* **WHAT YOU WILL DO**: Your answer must be an exact copy of the lines from the one holding "impl Default for LoggingConfig" through the last line of the entries below, with nothing added.

Stored items:
"""

//! Shared result aggregation sink.
//!
//! Every engine invocation writes into the [`ResultContainer`] exactly once:
//! its results (possibly none) plus its elapsed time. Failed invocations
//! additionally leave an [`UnresponsiveEngine`] record. The container is
//! internally synchronised, so concurrent invocations share it through an
//! `Arc` without extra locking.

use crate::types::SearchResult;
use serde::{Deserialize, Serialize};
use std::sync::{Arc, Mutex, MutexGuard};
use std::time::{Duration, Instant};

/// Post-processing collaborator run on every result and every sitelink.
pub trait ResultPlugin: Send + Sync {
    /// Plugin identifier, used in logs.
    fn id(&self) -> &str;

    /// Inspect or rewrite `result`. Returning `false` stops the remaining
    /// plugins for this result; the result itself is kept.
    fn on_result(&self, result: &mut SearchResult) -> bool;
}

/// Timing of one engine invocation.
#[derive(Debug, Clone, PartialEq, Serialize, Deserialize)]
pub struct EngineTiming {
    /// Engine name.
    pub engine: String,
    /// Wall time from invocation start to container extension.
    pub total: Duration,
    /// Results contributed (suggestions excluded).
    pub result_count: usize,
}

/// An engine that failed for this query.
#[derive(Debug, Clone, PartialEq, Eq, Serialize, Deserialize)]
pub struct UnresponsiveEngine {
    /// Engine name.
    pub engine: String,
    /// Short failure name (see [`crate::classify::FailureKind::name`]).
    pub error_type: String,
    /// Whether the engine was suspended because of it.
    pub suspended: bool,
}

/// Everything collected for one query.
#[derive(Debug, Clone, Default, PartialEq, Serialize, Deserialize)]
pub struct ContainerSnapshot {
    /// Results in arrival order.
    pub results: Vec<SearchResult>,
    /// Suggestion texts (URL-less engine entries).
    pub suggestions: Vec<String>,
    /// One entry per invocation.
    pub timings: Vec<EngineTiming>,
    /// Failed engines.
    pub unresponsive_engines: Vec<UnresponsiveEngine>,
}

/// Shared sink for engine results.
#[derive(Default)]
pub struct ResultContainer {
    plugins: Vec<Arc<dyn ResultPlugin>>,
    inner: Mutex<ContainerSnapshot>,
}

impl std::fmt::Debug for ResultContainer {
    fn fmt(&self, f: &mut std::fmt::Formatter<'_>) -> std::fmt::Result {
        f.debug_struct("ResultContainer")
            .field("plugins", &self.plugins.iter().map(|p| p.id()).collect::<Vec<_>>())
            .field("inner", &*self.lock())
            .finish()
    }
}

impl ResultContainer {
    /// Empty container without plugins.
    pub fn new() -> Self {
        Self::default()
    }

    /// Empty container running `plugins` in order on every result.
    pub fn with_plugins(plugins: Vec<Arc<dyn ResultPlugin>>) -> Self {
        Self {
            plugins,
            inner: Mutex::new(ContainerSnapshot::default()),
        }
    }

    fn lock(&self) -> MutexGuard<'_, ContainerSnapshot> {
        self.inner
            .lock()
            .unwrap_or_else(|poisoned| poisoned.into_inner())
    }

    /// Merge one invocation's output.
    ///
    /// `results` is `None` when nothing was dispatched or the invocation
    /// failed; the timing is registered either way.
    pub fn extend(&self, engine: &str, start: Instant, results: Option<Vec<SearchResult>>) {
        let mut accepted = Vec::new();
        let mut suggestions = Vec::new();

        for mut result in results.unwrap_or_default() {
            if result.url.is_none() {
                suggestions.push(result.title);
                continue;
            }
            self.run_plugins(&mut result);
            for sitelink in &mut result.sitelinks {
                self.run_plugins(sitelink);
            }
            accepted.push(result);
        }

        let timing = EngineTiming {
            engine: engine.to_owned(),
            total: start.elapsed(),
            result_count: accepted.len(),
        };
        tracing::debug!(
            engine,
            results = timing.result_count,
            suggestions = suggestions.len(),
            total_ms = timing.total.as_millis() as u64,
            "container extended"
        );

        let mut inner = self.lock();
        inner.results.extend(accepted);
        inner.suggestions.extend(suggestions);
        inner.timings.push(timing);
    }

    /// Record that `engine` failed for this query.
    pub fn add_unresponsive_engine(&self, engine: &str, error_type: &str, suspended: bool) {
        self.lock().unresponsive_engines.push(UnresponsiveEngine {
            engine: engine.to_owned(),
            error_type: error_type.to_owned(),
            suspended,
        });
    }

    fn run_plugins(&self, result: &mut SearchResult) {
        for plugin in &self.plugins {
            if !plugin.on_result(result) {
                tracing::trace!(plugin = plugin.id(), "plugin stopped the chain");
                break;
            }
        }
    }

    /// Copy of everything collected so far.
    pub fn snapshot(&self) -> ContainerSnapshot {
        self.lock().clone()
    }

    /// Results collected so far.
    pub fn results(&self) -> Vec<SearchResult> {
        self.lock().results.clone()
    }

    /// Per-invocation timings collected so far.
    pub fn timings(&self) -> Vec<EngineTiming> {
        self.lock().timings.clone()
    }

    /// Failed engines recorded so far.
    pub fn unresponsive_engines(&self) -> Vec<UnresponsiveEngine> {
        self.lock().unresponsive_engines.clone()
    }
}
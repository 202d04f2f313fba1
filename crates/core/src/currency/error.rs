//! Currency error types.

use fxconv_shared::AppError;
use thiserror::Error;

/// Currency-related errors.
#[derive(Debug, Clone, PartialEq, Eq, Error)]
pub enum CurrencyError {
    /// Currency code is not present in the rate table.
    #[error("Currency not found: {0}")]
    CurrencyNotFound(String),

    /// Amount rejected before conversion.
    #[error("Invalid amount {units} units {nanos} nanos: {reason}")]
    InvalidAmount {
        /// Whole units of the rejected amount.
        units: i64,
        /// Nanos of the rejected amount.
        nanos: i32,
        /// Why the amount was rejected.
        reason: &'static str,
    },

    /// Converted amount does not fit the units/nanos fields.
    #[error("Converted amount overflows the money representation")]
    AmountOverflow,

    /// Rate table entries are inconsistent.
    #[error("Invalid rate table: {0}")]
    InvalidRateTable(String),
}

impl From<CurrencyError> for AppError {
    fn from(err: CurrencyError) -> Self {
        match err {
            CurrencyError::CurrencyNotFound(_) => Self::NotFound(err.to_string()),
            CurrencyError::InvalidAmount { .. }
            | CurrencyError::AmountOverflow
            | CurrencyError::InvalidRateTable(_) => Self::Validation(err.to_string()),
        }
    }
}
//! Core conversion logic for fxconv.
//!
//! This crate contains pure conversion logic with ZERO network or storage dependencies.
//!
//! # Modules
//!
//! - `currency` - Rate table snapshot, fixed-point conversion, and the converter service

pub mod currency;
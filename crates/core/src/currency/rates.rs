//! Exchange rate table anchored to a reference currency.
//!
//! Every entry says how many units of that currency equal one unit of the
//! reference currency. Pairwise rates are derived by division, so the table
//! only needs one column.

use std::collections::BTreeMap;

use once_cell::sync::Lazy;
use rust_decimal::Decimal;
use rust_decimal_macros::dec;

use super::error::CurrencyError;

/// Reference currency of the built-in snapshot.
pub const SNAPSHOT_REFERENCE: &str = "EUR";

/// Version tag of the built-in snapshot.
pub const SNAPSHOT_VERSION: &str = "eur-2020.1";

/// Built-in EUR-anchored rates.
const EUR_RATES: [(&str, Decimal); 33] = [
    ("EUR", dec!(1.0)),
    ("CAD", dec!(1.5231)),
    ("HKD", dec!(8.3693)),
    ("ISK", dec!(157.5)),
    ("PHP", dec!(54.778)),
    ("DKK", dec!(7.4576)),
    ("HUF", dec!(354.7)),
    ("CZK", dec!(27.589)),
    ("AUD", dec!(1.6805)),
    ("RON", dec!(4.84)),
    ("SEK", dec!(10.6695)),
    ("IDR", dec!(16127.82)),
    ("INR", dec!(81.9885)),
    ("BRL", dec!(6.3172)),
    ("RUB", dec!(79.6208)),
    ("HRK", dec!(7.5693)),
    ("JPY", dec!(115.53)),
    ("THB", dec!(34.656)),
    ("CHF", dec!(1.0513)),
    ("SGD", dec!(1.5397)),
    ("PLN", dec!(4.565)),
    ("BGN", dec!(1.9558)),
    ("TRY", dec!(7.4689)),
    ("CNY", dec!(7.6759)),
    ("NOK", dec!(11.0568)),
    ("NZD", dec!(1.8145)),
    ("ZAR", dec!(20.0761)),
    ("USD", dec!(1.0798)),
    ("MXN", dec!(25.8966)),
    ("ILS", dec!(3.8178)),
    ("GBP", dec!(0.88738)),
    ("KRW", dec!(1332.6)),
    ("MYR", dec!(4.6982)),
];

static SNAPSHOT: Lazy<RateTable> = Lazy::new(|| RateTable {
    reference: SNAPSHOT_REFERENCE.to_string(),
    version: SNAPSHOT_VERSION.to_string(),
    rates: EUR_RATES
        .iter()
        .map(|(code, rate)| ((*code).to_string(), *rate))
        .collect(),
});

/// Immutable mapping from currency code to its value relative to the
/// reference currency.
#[derive(Debug, Clone, PartialEq, Eq)]
pub struct RateTable {
    reference: String,
    version: String,
    rates: BTreeMap<String, Decimal>,
}

impl RateTable {
    /// Returns the built-in snapshot, initialized on first use.
    #[must_use]
    pub fn snapshot() -> &'static Self {
        &SNAPSHOT
    }

    /// Builds a table from explicit entries.
    ///
    /// The reference currency must be present with a rate of exactly 1 and
    /// every rate must be positive.
    pub fn new<I, S>(
        reference: impl Into<String>,
        version: impl Into<String>,
        entries: I,
    ) -> Result<Self, CurrencyError>
    where
        I: IntoIterator<Item = (S, Decimal)>,
        S: Into<String>,
    {
        let reference = reference.into();
        let mut rates = BTreeMap::new();

        for (code, rate) in entries {
            let code = code.into();
            if rate <= Decimal::ZERO {
                return Err(CurrencyError::InvalidRateTable(format!(
                    "rate for {code} must be positive, got {rate}"
                )));
            }
            if rates.insert(code.clone(), rate).is_some() {
                return Err(CurrencyError::InvalidRateTable(format!(
                    "duplicate entry for {code}"
                )));
            }
        }

        match rates.get(&reference) {
            Some(rate) if *rate == Decimal::ONE => {}
            Some(rate) => {
                return Err(CurrencyError::InvalidRateTable(format!(
                    "reference currency {reference} must have rate 1, got {rate}"
                )));
            }
            None => {
                return Err(CurrencyError::InvalidRateTable(format!(
                    "reference currency {reference} missing"
                )));
            }
        }

        Ok(Self {
            reference,
            version: version.into(),
            rates,
        })
    }

    /// Returns how many units of `to` equal one unit of `from`.
    pub fn rate(&self, from: &str, to: &str) -> Result<Decimal, CurrencyError> {
        let from_rate = self.lookup(from)?;
        let to_rate = self.lookup(to)?;
        to_rate
            .checked_div(from_rate)
            .ok_or(CurrencyError::AmountOverflow)
    }

    /// Returns the rate of `code` relative to the reference currency.
    pub fn lookup(&self, code: &str) -> Result<Decimal, CurrencyError> {
        self.rates
            .get(code)
            .copied()
            .ok_or_else(|| CurrencyError::CurrencyNotFound(code.to_string()))
    }

    /// Reference currency code.
    #[must_use]
    pub fn reference_currency(&self) -> &str {
        &self.reference
    }

    /// Version tag of this table.
    #[must_use]
    pub fn version(&self) -> &str {
        &self.version
    }

    /// Returns true if `code` has an entry.
    #[must_use]
    pub fn contains(&self, code: &str) -> bool {
        self.rates.contains_key(code)
    }

    /// Supported currency codes in ascending order.
    pub fn supported_currencies(&self) -> impl Iterator<Item = &str> {
        self.rates.keys().map(String::as_str)
    }

    /// Number of currencies in the table.
    #[must_use]
    pub fn len(&self) -> usize {
        self.rates.len()
    }

    /// Returns true if the table has no entries.
    #[must_use]
    pub fn is_empty(&self) -> bool {
        self.rates.is_empty()
    }
}
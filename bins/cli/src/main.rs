//! fxconv command-line tool
//!
//! Converts one amount between currencies using the built-in rate snapshot.
//!
//! Usage:
//!   fxconv <FROM> <TO> <UNITS> [NANOS]
//!   fxconv --json '{"from": {"units": 10, "nanos": 0, "currencyCode": "EUR"}, "toCode": "USD"}'
//!   fxconv --list

use std::process::ExitCode;

use anyhow::Context;
use tracing::info;
use tracing_subscriber::{layer::SubscriberExt, util::SubscriberInitExt};

use fxconv_core::currency::{MoneyConverter, RateTable};
use fxconv_shared::{AppConfig, AppError, AppResult, ConversionRequest, Money};

const USAGE: &str = "usage: fxconv <FROM> <TO> <UNITS> [NANOS] | fxconv --json <REQUEST> | fxconv --list";

/// Parsed command line.
#[derive(Debug, PartialEq, Eq)]
enum Command {
    Convert(ConversionRequest),
    List,
}

fn main() -> ExitCode {
    // Load environment variables from .env file
    dotenvy::dotenv().ok();

    let config = match AppConfig::load() {
        Ok(config) => config,
        Err(err) => {
            let err = AppError::from(err);
            eprintln!("{err}");
            return ExitCode::from(status(&err));
        }
    };

    // Initialize tracing; stdout is reserved for results
    tracing_subscriber::registry()
        .with(
            tracing_subscriber::EnvFilter::try_from_default_env()
                .unwrap_or_else(|_| config.logging.filter.clone().into()),
        )
        .with(tracing_subscriber::fmt::layer().with_writer(std::io::stderr))
        .init();

    let args: Vec<String> = std::env::args().skip(1).collect();
    match run(&config, &args) {
        Ok(output) => {
            println!("{output}");
            ExitCode::SUCCESS
        }
        Err(err) => {
            // Single report on stderr; the subscriber only carries events
            eprintln!("{err:#}");
            ExitCode::from(failure_status(&err))
        }
    }
}

fn run(config: &AppConfig, args: &[String]) -> anyhow::Result<String> {
    let table = RateTable::snapshot();

    match parse_args(args)? {
        Command::List => {
            let codes: Vec<&str> = table.supported_currencies().collect();
            Ok(serde_json::to_string_pretty(&serde_json::json!({
                "version": table.version(),
                "reference": table.reference_currency(),
                "currencies": codes,
            }))?)
        }
        Command::Convert(request) => {
            let converter = MoneyConverter::new(table, config.conversion);
            let converted = converter
                .convert_request(&request)
                .map_err(AppError::from)?;
            info!(from = %request.from, to = %converted, "Converted");
            serde_json::to_string_pretty(&converted).context("serializing result")
        }
    }
}

fn parse_args(args: &[String]) -> AppResult<Command> {
    match args {
        [flag] if flag == "--list" => Ok(Command::List),
        [flag, json] if flag == "--json" => serde_json::from_str(json)
            .map(Command::Convert)
            .map_err(|err| AppError::Validation(format!("invalid request JSON: {err}"))),
        [from, to, units] => Ok(Command::Convert(ConversionRequest::new(
            Money::new(parse_number(units, "UNITS")?, 0, from.as_str()),
            to.as_str(),
        ))),
        [from, to, units, nanos] => Ok(Command::Convert(ConversionRequest::new(
            Money::new(
                parse_number(units, "UNITS")?,
                parse_number(nanos, "NANOS")?,
                from.as_str(),
            ),
            to.as_str(),
        ))),
        _ => Err(AppError::Validation(USAGE.to_string())),
    }
}

fn parse_number<T: std::str::FromStr>(value: &str, name: &str) -> AppResult<T>
where
    T::Err: std::fmt::Display,
{
    value
        .parse()
        .map_err(|err| AppError::Validation(format!("{name} '{value}': {err}")))
}

fn status(err: &AppError) -> u8 {
    u8::try_from(err.exit_code()).unwrap_or(1)
}

fn failure_status(err: &anyhow::Error) -> u8 {
    err.downcast_ref::<AppError>().map_or(1, status)
}
//! Shared types, errors, and configuration for fxconv.
//!
//! This crate provides common types used across all other crates:
//! - Money type split into whole units and nanos
//! - Application-wide error types
//! - Configuration management

pub mod config;
pub mod error;
pub mod types;

pub use config::{AppConfig, ConversionConfig, LoggingConfig};
pub use error::{AppError, AppResult};
pub use types::{ConversionRequest, Money};
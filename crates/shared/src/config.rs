//! Application configuration management.

use serde::Deserialize;

/// Application configuration.
#[derive(Debug, Clone, Default, Deserialize)]
pub struct AppConfig {
    /// Conversion configuration.
    #[serde(default)]
    pub conversion: ConversionConfig,
    /// Logging configuration.
    #[serde(default)]
    pub logging: LoggingConfig,
}

/// Conversion configuration.
#[derive(Debug, Clone, Copy, PartialEq, Eq, Deserialize)]
pub struct ConversionConfig {
    /// Reject amounts whose nanos are out of range or disagree in sign
    /// with units before converting them.
    #[serde(default = "default_strict_amounts")]
    pub strict_amounts: bool,
}

impl Default for ConversionConfig {
    fn default() -> Self {
        Self {
            strict_amounts: default_strict_amounts(),
        }
    }
}

fn default_strict_amounts() -> bool {
    true
}

/// Logging configuration.
#[derive(Debug, Clone, PartialEq, Eq, Deserialize)]
pub struct LoggingConfig {
    /// `tracing_subscriber::EnvFilter` directive used when `RUST_LOG` is unset.
    #[serde(default = "default_filter")]
    pub filter: String,
}

impl Default for LoggingConfig {
    fn default() -> Self {
        Self {
            filter: default_filter(),
        }
    }
}

fn default_filter() -> String {
    "fxconv=info".to_string()
}

impl AppConfig {
    /// Loads configuration from environment and config files.
    ///
    /// # Errors
    ///
    /// Returns an error if configuration cannot be loaded.
    pub fn load() -> Result<Self, config::ConfigError> {
        let run_mode = std::env::var("RUN_MODE").unwrap_or_else(|_| "development".to_string());

        let config = config::Config::builder()
            .add_source(config::File::with_name("config/default").required(false))
            .add_source(config::File::with_name(&format!("config/{run_mode}")).required(false))
            .add_source(config::Environment::with_prefix("FXCONV").separator("__"))
            .build()?;

        config.try_deserialize()
    }
}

"""

* **TASK OUTPUT**:
impl Default for LoggingConfig {
    fn default() -> Self {
        Self {
            filter: default_filter(),
        }
    }
}

fn default_filter() -> String {
    "fxconv=info".to_string()
}

impl AppConfig {
    /// Loads configuration from environment and config files.
    ///
    /// # Errors
    ///
    /// Returns an error if configuration cannot be loaded.
    pub fn load() -> Result<Self, config::ConfigError> {
        let run_mode = std::env::var("RUN_MODE").unwrap_or_else(|_| "development".to_string());

        let config = config::Config::builder()
            .add_source(config::File::with_name("config/default").required(false))
            .add_source(config::File::with_name(&format!("config/{run_mode}")).required(false))
            .add_source(config::Environment::with_prefix("FXCONV").separator("__"))
            .build()?;

        config.try_deserialize()
    }
}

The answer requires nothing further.